Multiple emulsions can be formed, for example, by dispersing a water-in-oil
emulsion in water
or an aqueous solution, or by dispersing an oil-in-water emulsion in oil.
[0106] A stable emulsion is an emulsion that will not cream, flocculate, or
coalesce
under certain conditions, including time and temperature. As used herein, the
term "cream"
means at least some of the droplets of a dispersed phase converge towards the
surface or bottom
of the emulsion (depending on the relative densities of the liquids making up
the continuous and
dispersed phases). The converged droplets maintain a discrete droplet form. As
used herein, the
term "flocculate" means at least some of the droplets of a dispersed phase
combine to form small
aggregates in the emulsion. As used herein, the term "coalesce" means at least
some of the
droplets of a dispersed phase combine to form larger drops in the emulsion.
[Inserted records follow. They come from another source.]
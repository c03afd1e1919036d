//! In-memory stores and live fanout.
//!
//! Each substore keeps a bounded ring of recent items plus a set of
//! subscriptions.  A subscription is a value record with a bounded outgoing
//! queue; the fanout enumerates matching records under a read guard, then
//! sends outside it.  Delivery to a single subscriber preserves `add()`
//! order.  Overflow policy: when a subscriber's queue is full the incoming
//! item is dropped for that subscriber and counted — a slow consumer never
//! blocks `add()` or its peers.

use roast_protocol::{Envelope, StreamFilter};
use std::collections::VecDeque;
use std::sync::atomic::{AtomicU64, Ordering};
use std::sync::{Arc, Mutex, RwLock};
use tokio::sync::mpsc;

use crate::repo::events::EventRow;
use crate::repo::points::SampleRow;

/// Per-subscription queue depth before items are dropped for that consumer.
const SUBSCRIPTION_QUEUE_DEPTH: usize = 256;

/// Ring capacity for `query()` over recent items.
const RING_CAPACITY: usize = 1024;

/// Items that can be routed by origin.
pub trait Routed: Clone + Send + 'static {
    fn org_id(&self) -> &str;
    fn site_id(&self) -> &str;
    fn machine_id(&self) -> &str;
}

impl Routed for SampleRow {
    fn org_id(&self) -> &str {
        &self.org_id
    }
    fn site_id(&self) -> &str {
        &self.site_id
    }
    fn machine_id(&self) -> &str {
        &self.machine_id
    }
}

impl Routed for EventRow {
    fn org_id(&self) -> &str {
        &self.org_id
    }
    fn site_id(&self) -> &str {
        &self.site_id
    }
    fn machine_id(&self) -> &str {
        &self.machine_id
    }
}

impl Routed for Envelope {
    fn org_id(&self) -> &str {
        &self.origin.org_id
    }
    fn site_id(&self) -> &str {
        &self.origin.site_id
    }
    fn machine_id(&self) -> &str {
        &self.origin.machine_id
    }
}

fn matches<T: Routed>(filter: &StreamFilter, item: &T) -> bool {
    filter.matches_parts(item.org_id(), item.site_id(), item.machine_id())
}

struct SubEntry<T> {
    id: u64,
    filter: StreamFilter,
    tx: mpsc::Sender<T>,
    dropped: Arc<AtomicU64>,
}

struct Inner<T> {
    ring: Mutex<VecDeque<T>>,
    capacity: usize,
    subs: RwLock<Vec<SubEntry<T>>>,
    next_id: AtomicU64,
}

/// One substore: recent-item ring + filtered subscriptions.
pub struct LiveStore<T> {
    inner: Arc<Inner<T>>,
}

impl<T> Clone for LiveStore<T> {
    fn clone(&self) -> Self {
        Self {
            inner: Arc::clone(&self.inner),
        }
    }
}

impl<T: Routed> Default for LiveStore<T> {
    fn default() -> Self {
        Self::new(RING_CAPACITY)
    }
}

impl<T: Routed> LiveStore<T> {
    pub fn new(capacity: usize) -> Self {
        Self {
            inner: Arc::new(Inner {
                ring: Mutex::new(VecDeque::with_capacity(capacity.min(64))),
                capacity,
                subs: RwLock::new(Vec::new()),
                next_id: AtomicU64::new(0),
            }),
        }
    }

    /// Append to the ring and fan out to every matching subscriber.
    pub fn add(&self, item: T) {
        {
            let mut ring = self.inner.ring.lock().unwrap_or_else(|e| e.into_inner());
            if ring.len() == self.inner.capacity {
                ring.pop_front();
            }
            ring.push_back(item.clone());
        }

        // Hold the read guard only to enumerate; sends happen outside it.
        let targets: Vec<(mpsc::Sender<T>, Arc<AtomicU64>)> = {
            let subs = self.inner.subs.read().unwrap_or_else(|e| e.into_inner());
            subs.iter()
                .filter(|entry| matches(&entry.filter, &item))
                .map(|entry| (entry.tx.clone(), Arc::clone(&entry.dropped)))
                .collect()
        };
        for (tx, dropped) in targets {
            if tx.try_send(item.clone()).is_err() {
                dropped.fetch_add(1, Ordering::Relaxed);
            }
        }
    }

    /// Recent items matching the filter, newest first.
    pub fn query(&self, filter: &StreamFilter, limit: usize) -> Vec<T> {
        let ring = self.inner.ring.lock().unwrap_or_else(|e| e.into_inner());
        ring.iter()
            .rev()
            .filter(|item| matches(filter, *item))
            .take(limit)
            .cloned()
            .collect()
    }

    /// Register a subscription.  Dropping the returned handle unsubscribes;
    /// a send racing the drop lands in a closed queue and is never observed.
    pub fn subscribe(&self, filter: StreamFilter) -> Subscription<T> {
        let (tx, rx) = mpsc::channel(SUBSCRIPTION_QUEUE_DEPTH);
        let id = self.inner.next_id.fetch_add(1, Ordering::Relaxed);
        let dropped = Arc::new(AtomicU64::new(0));
        {
            let mut subs = self.inner.subs.write().unwrap_or_else(|e| e.into_inner());
            subs.push(SubEntry {
                id,
                filter,
                tx,
                dropped: Arc::clone(&dropped),
            });
        }
        Subscription {
            inner: Arc::clone(&self.inner),
            id,
            rx,
            dropped,
        }
    }

    #[cfg(test)]
    fn subscriber_count(&self) -> usize {
        self.inner
            .subs
            .read()
            .unwrap_or_else(|e| e.into_inner())
            .len()
    }
}

/// A live subscription; lifetime equals the consumer's connection.
pub struct Subscription<T> {
    inner: Arc<Inner<T>>,
    id: u64,
    rx: mpsc::Receiver<T>,
    dropped: Arc<AtomicU64>,
}

impl<T> Subscription<T> {
    pub async fn recv(&mut self) -> Option<T> {
        self.rx.recv().await
    }

    pub fn try_recv(&mut self) -> Option<T> {
        self.rx.try_recv().ok()
    }

    /// Items dropped for this subscriber because its queue was full.
    pub fn dropped(&self) -> u64 {
        self.dropped.load(Ordering::Relaxed)
    }
}

impl<T> Drop for Subscription<T> {
    fn drop(&mut self) {
        let mut subs = self.inner.subs.write().unwrap_or_else(|e| e.into_inner());
        subs.retain(|entry| entry.id != self.id);
    }
}

/// The service's four live substores: stored telemetry and events, plus the
/// full trust-annotated envelope feeds per topic.
#[derive(Clone, Default)]
pub struct LiveFeeds {
    pub telemetry: LiveStore<SampleRow>,
    pub events: LiveStore<EventRow>,
    pub telemetry_envelopes: LiveStore<Envelope>,
    pub event_envelopes: LiveStore<Envelope>,
}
Predicting Particulate Sag in Drilling Fluids
[0107] Predicting and controlling sag of weighting particulate in drilling
fluids has been
difficult, as the influence of fluid rheology on dynamic sag is not
quantitatively established. A
Dynamic High Angle Sag Tester ("DHAST") commercially available from FANN
Instrument
company, as generally disclosed in US Patent No. 6,584,833 to Jamison and
Murphy, is an
instrument that can measure the rate of particle settling to indicate the sag
rate; however, this
device has the disadvantage that it must be used in a laboratory setting and
cannot be used in the
field. Further, the DHAST equipment and method requires labor of about 2 man-
hours per test
and the test runs for a period of 15-18 hours.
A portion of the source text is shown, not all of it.